DATA EXTRACT below:
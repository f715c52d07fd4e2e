//! Application configuration schemas.
//!
//! All configuration structs are deserialized from TOML files via the
//! `config` crate. Each sub-module represents a logical configuration
//! section.

pub mod database;
pub mod logging;
pub mod media;
pub mod server;

use serde::{Deserialize, Serialize};

pub use self::database::DatabaseConfig;
pub use self::logging::LoggingConfig;
pub use self::media::MediaConfig;
pub use self::server::ServerConfig;

use crate::error::AppError;

/// Root application configuration.
///
/// This struct is the top-level deserialization target for the merged
/// TOML configuration files (default.toml + environment overlay).
#[derive(Debug, Clone, Serialize, Deserialize)]
pub struct AppConfig {
    /// HTTP server settings.
    pub server: ServerConfig,
    /// Database connection settings.
    pub database: DatabaseConfig,
    /// Media host (image upload) settings.
    pub media: MediaConfig,
    /// Logging settings.
    pub logging: LoggingConfig,
}

impl AppConfig {
    /// Load configuration from TOML files.
    ///
    /// Merges the default configuration with an environment-specific overlay
    /// and environment variables prefixed with `CINEVAULT_`.
    pub fn load(env: &str) -> Result<Self, AppError> {
        let config = config::Config::builder()
            .add_source(config::File::with_name("config/default").required(false))
            .add_source(config::File::with_name(&format!("config/{env}")).required(false))
            .add_source(
                config::Environment::with_prefix("CINEVAULT")
                    .separator("__")
                    .try_parsing(true),
            )
            .build()
            .map_err(|e| AppError::configuration(format!("Failed to build config: {e}")))?;

        config
            .try_deserialize()
            .map_err(|e| AppError::configuration(format!("Failed to deserialize config: {e}")))
    }
}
End of DATA EXTRACT.
PROMPT :: Please work out how many lines above carry "overlay", writing only the result.

RESULT FOR THIS TASK :: 2